Rickettsias and chlamydiae are two groups of obligate parasites or pathogens. But they do not affect the structurally-different eukaryotic ribosome. These are 1 bacterial virus Natural bacterial Bacillus subtilis for the development of competence. San Francisco: Pearson Benjamin Cummings. For example, one of the latest classifications puts forward 7 kingdoms. This ability of members of the Prokaryotae to mutant and so quickly adapt to a changing environment is the principle reason for their success through time. This scheme was the first to establish separate kingdoms for prokaryotes organisms without nuclei and eukaryotes organisms with nuclei.
Examples: Algae, Amoebas, Euglena, Plasmodium, Paramecium, Slime molds, etc. They do not have a well-defined nucleus and also lack cell organelles. The other is the eukaryota. All prokaryotes are characterized by a Prokaryotes are sometimes described by their shape. It is a Gram-positive, soil dwelling bacterium. They grow in waterlogged and wet soil like paddy rice fields.

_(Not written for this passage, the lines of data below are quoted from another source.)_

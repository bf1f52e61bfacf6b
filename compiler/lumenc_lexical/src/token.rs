//! Is a module containing the [`Token`] type and all of its related types.

use std::{str::FromStr, sync::Arc};

use derive_more::From;
use enum_as_inner::EnumAsInner;
use lumenc_base::{
    handler::Handler,
    source_file::{SourceElement, SourceFile, SourceIterator, Span},
};
use strum_macros::{Display, EnumString};
use thiserror::Error;

use crate::error::{self, UnterminatedComment};

/// Is an enumeration of all the reserved words of the language.
///
/// The language is case-insensitive, so `begin`, `BEGIN`, and `Begin` all
/// map to [`KeywordKind::Begin`]. Note that `forward` is deliberately not a
/// keyword: it is a directive recognized as a plain identifier right after a
/// routine header.
#[derive(
    Debug,
    Clone,
    Copy,
    PartialEq,
    Eq,
    PartialOrd,
    Ord,
    Hash,
    Display,
    EnumString,
)]
#[strum(serialize_all = "lowercase", ascii_case_insensitive)]
#[allow(missing_docs)]
pub enum KeywordKind {
    And,
    Begin,
    Div,
    Do,
    Else,
    End,
    Function,
    If,
    Mod,
    Not,
    Or,
    Procedure,
    Program,
    Then,
    Var,
    While,
}

/// Represents a contiguous sequence of whitespace characters.
#[derive(Debug, Clone, PartialEq, Eq, PartialOrd, Ord, Hash)]
pub struct WhiteSpaces {
    /// Is the span that makes up the token.
    pub span: Span,
}

impl SourceElement for WhiteSpaces {
    fn span(&self) -> Span { self.span.clone() }
}

/// Is an enumeration of the two comment forms of the language.
#[derive(Debug, Clone, Copy, PartialEq, Eq, PartialOrd, Ord, Hash)]
pub enum CommentKind {
    /// A comment enclosed in `{` and `}`.
    Brace,

    /// A comment enclosed in `(*` and `*)`.
    Parenthesized,
}

/// Represents a comment, including its delimiters.
#[derive(Debug, Clone, PartialEq, Eq, PartialOrd, Ord, Hash)]
pub struct Comment {
    /// Is the span that makes up the token.
    pub span: Span,

    /// Is the kind of the comment.
    pub kind: CommentKind,
}

impl SourceElement for Comment {
    fn span(&self) -> Span { self.span.clone() }
}

/// Represents an identifier token: a name that is not a reserved word.
#[derive(Debug, Clone, PartialEq, Eq, PartialOrd, Ord, Hash)]
pub struct Identifier {
    /// Is the span that makes up the token.
    pub span: Span,
}

impl SourceElement for Identifier {
    fn span(&self) -> Span { self.span.clone() }
}

/// Represents a reserved word of the language.
#[derive(Debug, Clone, PartialEq, Eq, PartialOrd, Ord, Hash)]
pub struct Keyword {
    /// Is the span that makes up the token.
    pub span: Span,

    /// Is the [`KeywordKind`] of the keyword.
    pub keyword: KeywordKind,
}

impl SourceElement for Keyword {
    fn span(&self) -> Span { self.span.clone() }
}

/// Is an enumeration of the two numeric literal forms.
#[derive(Debug, Clone, Copy, PartialEq, Eq, PartialOrd, Ord, Hash)]
pub enum NumericLiteralKind {
    /// A whole number, e.g. `42`.
    Integer,

    /// A number with a fractional part, e.g. `3.14`.
    Real,
}

/// Represents a hardcoded numeric literal value in the source code.
#[derive(Debug, Clone, PartialEq, Eq, PartialOrd, Ord, Hash)]
pub struct NumericLiteral {
    /// Is the span that makes up the token.
    pub span: Span,

    /// Is the kind of the numeric literal.
    pub kind: NumericLiteralKind,
}

impl SourceElement for NumericLiteral {
    fn span(&self) -> Span { self.span.clone() }
}

/// Represents a single punctuation character, e.g. `;`, `(`, `.`.
#[derive(Debug, Clone, PartialEq, Eq, PartialOrd, Ord, Hash)]
pub struct Punctuation {
    /// Is the span that makes up the token.
    pub span: Span,

    /// Is the character of the punctuation.
    pub punctuation: char,
}

impl SourceElement for Punctuation {
    fn span(&self) -> Span { self.span.clone() }
}

/// Is an enumeration of all the tokens of the language.
#[derive(
    Debug, Clone, PartialEq, Eq, PartialOrd, Ord, Hash, EnumAsInner, From,
)]
#[allow(missing_docs)]
pub enum Token {
    WhiteSpaces(WhiteSpaces),
    Identifier(Identifier),
    Keyword(Keyword),
    NumericLiteral(NumericLiteral),
    Punctuation(Punctuation),
    Comment(Comment),
}

impl Token {
    /// Gets the span that makes up the token.
    #[must_use]
    pub const fn span(&self) -> &Span {
        match self {
            Self::WhiteSpaces(token) => &token.span,
            Self::Identifier(token) => &token.span,
            Self::Keyword(token) => &token.span,
            Self::NumericLiteral(token) => &token.span,
            Self::Punctuation(token) => &token.span,
            Self::Comment(token) => &token.span,
        }
    }

    /// Returns `true` if the token is significant to the parser (not a
    /// whitespace or a comment).
    #[must_use]
    pub const fn is_significant(&self) -> bool {
        !matches!(self, Self::WhiteSpaces(..) | Self::Comment(..))
    }
}

impl SourceElement for Token {
    fn span(&self) -> Span { self.span().clone() }
}

/// Is an error that can occur when invoking [`Token::lex`].
#[derive(
    Debug, Clone, Copy, PartialEq, Eq, PartialOrd, Ord, Hash, Error,
)]
#[allow(missing_docs)]
pub enum Error {
    #[error("encountered the end of the source code iterator")]
    EndOfSourceCodeIteratorArgument,

    #[error("encountered a fatal lexical error; the error is reported to the handler")]
    FatalLexicalError,
}

/// Checks if the given character can start an identifier.
fn is_first_identifier_character(character: char) -> bool {
    character == '_' || character.is_ascii_alphabetic()
}

/// Checks if the given character can continue an identifier.
fn is_identifier_character(character: char) -> bool {
    character == '_' || character.is_ascii_alphanumeric()
}

/// Increments the iterator until the predicate returns false.
fn walk_iter(iter: &mut SourceIterator, predicate: impl Fn(char) -> bool) {
    while let Some((_, character)) = iter.peek() {
        if !predicate(character) {
            break;
        }

        iter.next();
    }
}

impl Token {
    /// Lexes a single token out of the given iterator.
    ///
    /// The iterator must iterate over the content of the given
    /// `source_file`; the spans of the produced tokens point into it.
    ///
    /// # Errors
    /// - [`Error::EndOfSourceCodeIteratorArgument`]: the iterator is
    ///   exhausted.
    /// - [`Error::FatalLexicalError`]: an unrecoverable lexical error was
    ///   found and reported to the `handler`.
    pub fn lex(
        source_file: &Arc<SourceFile>,
        iter: &mut SourceIterator,
        handler: &dyn Handler<error::Error>,
    ) -> Result<Self, Error> {
        let (start, character) =
            iter.next().ok_or(Error::EndOfSourceCodeIteratorArgument)?;

        // whitespaces
        if character.is_whitespace() {
            walk_iter(iter, char::is_whitespace);
            return Ok(WhiteSpaces {
                span: span_from(source_file, iter, start),
            }
            .into());
        }

        // identifier or keyword
        if is_first_identifier_character(character) {
            walk_iter(iter, is_identifier_character);
            let span = span_from(source_file, iter, start);

            return Ok(KeywordKind::from_str(span.str()).map_or_else(
                |_| Identifier { span: span.clone() }.into(),
                |keyword| Keyword { span: span.clone(), keyword }.into(),
            ));
        }

        // numeric literal
        if character.is_ascii_digit() {
            walk_iter(iter, |x| x.is_ascii_digit());

            // a dot makes the literal a real number only when a digit
            // follows, so that the program-terminating dot is left alone
            let mut kind = NumericLiteralKind::Integer;
            let mut lookahead = iter.clone();
            if matches!(lookahead.next(), Some((_, '.')))
                && lookahead.peek().is_some_and(|(_, x)| x.is_ascii_digit())
            {
                iter.next();
                walk_iter(iter, |x| x.is_ascii_digit());
                kind = NumericLiteralKind::Real;
            }

            return Ok(NumericLiteral {
                span: span_from(source_file, iter, start),
                kind,
            }
            .into());
        }

        // brace comment
        if character == '{' {
            loop {
                match iter.next() {
                    Some((_, '}')) => {
                        return Ok(Comment {
                            span: span_from(source_file, iter, start),
                            kind: CommentKind::Brace,
                        }
                        .into())
                    }
                    Some(..) => (),
                    None => {
                        handler.receive(
                            UnterminatedComment {
                                span: Span::new(
                                    source_file.clone(),
                                    start,
                                    start + 1,
                                ),
                            }
                            .into(),
                        );
                        return Err(Error::FatalLexicalError);
                    }
                }
            }
        }

        // parenthesized comment
        if character == '(' && matches!(iter.peek(), Some((_, '*'))) {
            iter.next();

            loop {
                match iter.next() {
                    Some((_, '*'))
                        if matches!(iter.peek(), Some((_, ')'))) =>
                    {
                        iter.next();
                        return Ok(Comment {
                            span: span_from(source_file, iter, start),
                            kind: CommentKind::Parenthesized,
                        }
                        .into());
                    }
                    Some(..) => (),
                    None => {
                        handler.receive(
                            UnterminatedComment {
                                span: Span::new(
                                    source_file.clone(),
                                    start,
                                    start + 2,
                                ),
                            }
                            .into(),
                        );
                        return Err(Error::FatalLexicalError);
                    }
                }
            }
        }

        // any other character is a punctuation
        Ok(Punctuation {
            span: Span::new(
                source_file.clone(),
                start,
                start + character.len_utf8(),
            ),
            punctuation: character,
        }
        .into())
    }
}

/// Creates a span from the given start byte index up to the current position
/// of the iterator.
fn span_from(
    source_file: &Arc<SourceFile>,
    iter: &mut SourceIterator,
    start: usize,
) -> Span {
    let end = iter
        .peek()
        .map_or_else(|| source_file.content().len(), |(index, _)| index);

    Span::new(source_file.clone(), start, end)
}

#[cfg(test)]
mod tests;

Spirochetes are eubacteria with a unique spiral-shaped morphology. The endospores become active when the conditions are favourable again. Industrial role of bacteria and cyanobacteria Prokaryotes play important role in industry. Titres Et Travaux Scientifiques 1906-1937 De Edouard Chatton. We are also a verified publisher on various advertisement networks like Ezoic, and affiliate networks like Amazon Global Affiliate.
Cyanobacteria are the foundation for aquatic ecosystems, providing food for protozoa and other aquatic organisms. The commonly used bacteria for biological control are Bacillus ilturingiensis also called BT. Who proposed the five-kingdom system of classification and on what basis? And we all know that plants and animals are definitely multi-cellular. Some blue green algae enter into the tissues of higher plants. Bacteria capable of digesting the hydrocarbons in petroleum. The vast majority are micro… Protista , The Kingdom Protista is the most diverse of all six kingdoms. Some transgenic bacteria are used as biofilter.